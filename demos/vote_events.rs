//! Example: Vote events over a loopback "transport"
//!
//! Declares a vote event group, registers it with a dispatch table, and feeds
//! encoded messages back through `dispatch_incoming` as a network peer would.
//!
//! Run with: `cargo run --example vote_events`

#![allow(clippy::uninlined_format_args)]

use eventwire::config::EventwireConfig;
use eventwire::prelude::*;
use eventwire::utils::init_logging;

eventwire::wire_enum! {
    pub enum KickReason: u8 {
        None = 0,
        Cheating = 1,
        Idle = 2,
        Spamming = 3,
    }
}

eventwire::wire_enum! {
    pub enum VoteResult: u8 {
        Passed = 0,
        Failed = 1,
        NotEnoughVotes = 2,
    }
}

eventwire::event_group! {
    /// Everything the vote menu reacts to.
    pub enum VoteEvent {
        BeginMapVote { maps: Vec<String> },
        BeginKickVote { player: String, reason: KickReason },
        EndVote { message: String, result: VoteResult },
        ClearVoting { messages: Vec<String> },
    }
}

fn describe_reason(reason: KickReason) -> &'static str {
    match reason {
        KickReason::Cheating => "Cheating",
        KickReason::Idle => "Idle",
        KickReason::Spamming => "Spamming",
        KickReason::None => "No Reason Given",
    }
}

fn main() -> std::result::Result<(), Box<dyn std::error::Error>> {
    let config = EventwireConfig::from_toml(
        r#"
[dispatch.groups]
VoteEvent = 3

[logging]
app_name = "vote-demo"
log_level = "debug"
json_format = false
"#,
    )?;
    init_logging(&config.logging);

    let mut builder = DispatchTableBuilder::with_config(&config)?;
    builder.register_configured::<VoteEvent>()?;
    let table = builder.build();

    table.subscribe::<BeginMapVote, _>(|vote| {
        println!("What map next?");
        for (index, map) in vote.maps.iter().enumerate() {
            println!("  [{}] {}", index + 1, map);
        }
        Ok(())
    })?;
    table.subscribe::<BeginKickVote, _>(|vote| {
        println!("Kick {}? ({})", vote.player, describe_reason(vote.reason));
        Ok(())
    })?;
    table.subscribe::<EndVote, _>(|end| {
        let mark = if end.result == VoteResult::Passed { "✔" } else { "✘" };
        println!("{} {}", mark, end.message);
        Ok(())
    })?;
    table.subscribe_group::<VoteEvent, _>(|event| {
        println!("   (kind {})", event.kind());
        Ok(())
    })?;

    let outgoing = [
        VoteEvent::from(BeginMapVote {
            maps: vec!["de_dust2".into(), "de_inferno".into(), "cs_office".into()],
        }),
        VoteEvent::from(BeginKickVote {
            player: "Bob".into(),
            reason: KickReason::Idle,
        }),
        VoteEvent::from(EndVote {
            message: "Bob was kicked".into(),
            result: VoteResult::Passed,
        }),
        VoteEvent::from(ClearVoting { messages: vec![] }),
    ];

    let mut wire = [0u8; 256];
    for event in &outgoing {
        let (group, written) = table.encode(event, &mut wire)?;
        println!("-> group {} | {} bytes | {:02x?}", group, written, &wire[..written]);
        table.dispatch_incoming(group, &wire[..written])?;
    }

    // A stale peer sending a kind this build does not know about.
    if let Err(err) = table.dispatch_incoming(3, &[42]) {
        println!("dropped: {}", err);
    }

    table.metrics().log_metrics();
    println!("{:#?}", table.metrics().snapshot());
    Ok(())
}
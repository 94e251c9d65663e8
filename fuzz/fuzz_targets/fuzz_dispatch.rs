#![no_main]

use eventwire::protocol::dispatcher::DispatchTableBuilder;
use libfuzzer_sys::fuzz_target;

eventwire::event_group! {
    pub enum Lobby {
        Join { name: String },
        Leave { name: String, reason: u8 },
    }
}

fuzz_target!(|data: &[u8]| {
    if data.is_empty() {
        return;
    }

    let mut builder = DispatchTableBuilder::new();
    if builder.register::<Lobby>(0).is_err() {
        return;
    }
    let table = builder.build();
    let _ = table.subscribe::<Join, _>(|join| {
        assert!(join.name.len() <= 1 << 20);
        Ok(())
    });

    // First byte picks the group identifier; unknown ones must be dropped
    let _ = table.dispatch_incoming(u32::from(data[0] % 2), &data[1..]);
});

Problem:
Each line shown above must be repeated exactly.

Result of the exercise:
filename demos/vote_events.rs
//! Example: Vote events over a loopback "transport"
//!
//! Declares a vote event group, registers it with a dispatch table, and feeds
//! encoded messages back through `dispatch_incoming` as a network peer would.
//!
//! Run with: `cargo run --example vote_events`

#![allow(clippy::uninlined_format_args)]

use eventwire::config::EventwireConfig;
use eventwire::prelude::*;
use eventwire::utils::init_logging;

eventwire::wire_enum! {
    pub enum KickReason: u8 {
        None = 0,
        Cheating = 1,
        Idle = 2,
        Spamming = 3,
    }
}

eventwire::wire_enum! {
    pub enum VoteResult: u8 {
        Passed = 0,
        Failed = 1,
        NotEnoughVotes = 2,
    }
}

eventwire::event_group! {
    /// Everything the vote menu reacts to.
    pub enum VoteEvent {
        BeginMapVote { maps: Vec<String> },
        BeginKickVote { player: String, reason: KickReason },
        EndVote { message: String, result: VoteResult },
        ClearVoting { messages: Vec<String> },
    }
}

fn describe_reason(reason: KickReason) -> &'static str {
    match reason {
        KickReason::Cheating => "Cheating",
        KickReason::Idle => "Idle",
        KickReason::Spamming => "Spamming",
        KickReason::None => "No Reason Given",
    }
}

fn main() -> std::result::Result<(), Box<dyn std::error::Error>> {
    let config = EventwireConfig::from_toml(
        r#"
[dispatch.groups]
VoteEvent = 3

[logging]
app_name = "vote-demo"
log_level = "debug"
json_format = false
"#,
    )?;
    init_logging(&config.logging);

    let mut builder = DispatchTableBuilder::with_config(&config)?;
    builder.register_configured::<VoteEvent>()?;
    let table = builder.build();

    table.subscribe::<BeginMapVote, _>(|vote| {
        println!("What map next?");
        for (index, map) in vote.maps.iter().enumerate() {
            println!("  [{}] {}", index + 1, map);
        }
        Ok(())
    })?;
    table.subscribe::<BeginKickVote, _>(|vote| {
        println!("Kick {}? ({})", vote.player, describe_reason(vote.reason));
        Ok(())
    })?;
    table.subscribe::<EndVote, _>(|end| {
        let mark = if end.result == VoteResult::Passed { "✔" } else { "✘" };
        println!("{} {}", mark, end.message);
        Ok(())
    })?;
    table.subscribe_group::<VoteEvent, _>(|event| {
        println!("   (kind {})", event.kind());
        Ok(())
    })?;

    let outgoing = [
        VoteEvent::from(BeginMapVote {
            maps: vec!["de_dust2".into(), "de_inferno".into(), "cs_office".into()],
        }),
        VoteEvent::from(BeginKickVote {
            player: "Bob".into(),
            reason: KickReason::Idle,
        }),
        VoteEvent::from(EndVote {
            message: "Bob was kicked".into(),
            result: VoteResult::Passed,
        }),
        VoteEvent::from(ClearVoting { messages: vec![] }),
    ];

    let mut wire = [0u8; 256];
    for event in &outgoing {
        let (group, written) = table.encode(event, &mut wire)?;
        println!("-> group {} | {} bytes | {:02x?}", group, written, &wire[..written]);
        table.dispatch_incoming(group, &wire[..written])?;
    }

    // A stale peer sending a kind this build does not know about.
    if let Err(err) = table.dispatch_incoming(3, &[42]) {
        println!("dropped: {}", err);
    }

    table.metrics().log_metrics();
    println!("{:#?}", table.metrics().snapshot());
    Ok(())
}
repository 94e251c9d65663e8
filename fuzz/fuzz_targets/fuzz_dispatch.rs
#![no_main]

use eventwire::protocol::dispatcher::DispatchTableBuilder;
use libfuzzer_sys::fuzz_target;

eventwire::event_group! {
    pub enum Lobby {
        Join { name: String },
        Leave { name: String, reason: u8 },
    }
}

fuzz_target!(|data: &[u8]| {
    if data.is_empty() {
        return;
    }

    let mut builder = DispatchTableBuilder::new();
    if builder.register::<Lobby>(0).is_err() {
        return;
    }
    let table = builder.build();
    let _ = table.subscribe::<Join, _>(|join| {
        assert!(join.name.len() <= 1 << 20);
        Ok(())
    });

    // First byte picks the group identifier; unknown ones must be dropped
    let _ = table.dispatch_incoming(u32::from(data[0] % 2), &data[1..]);
});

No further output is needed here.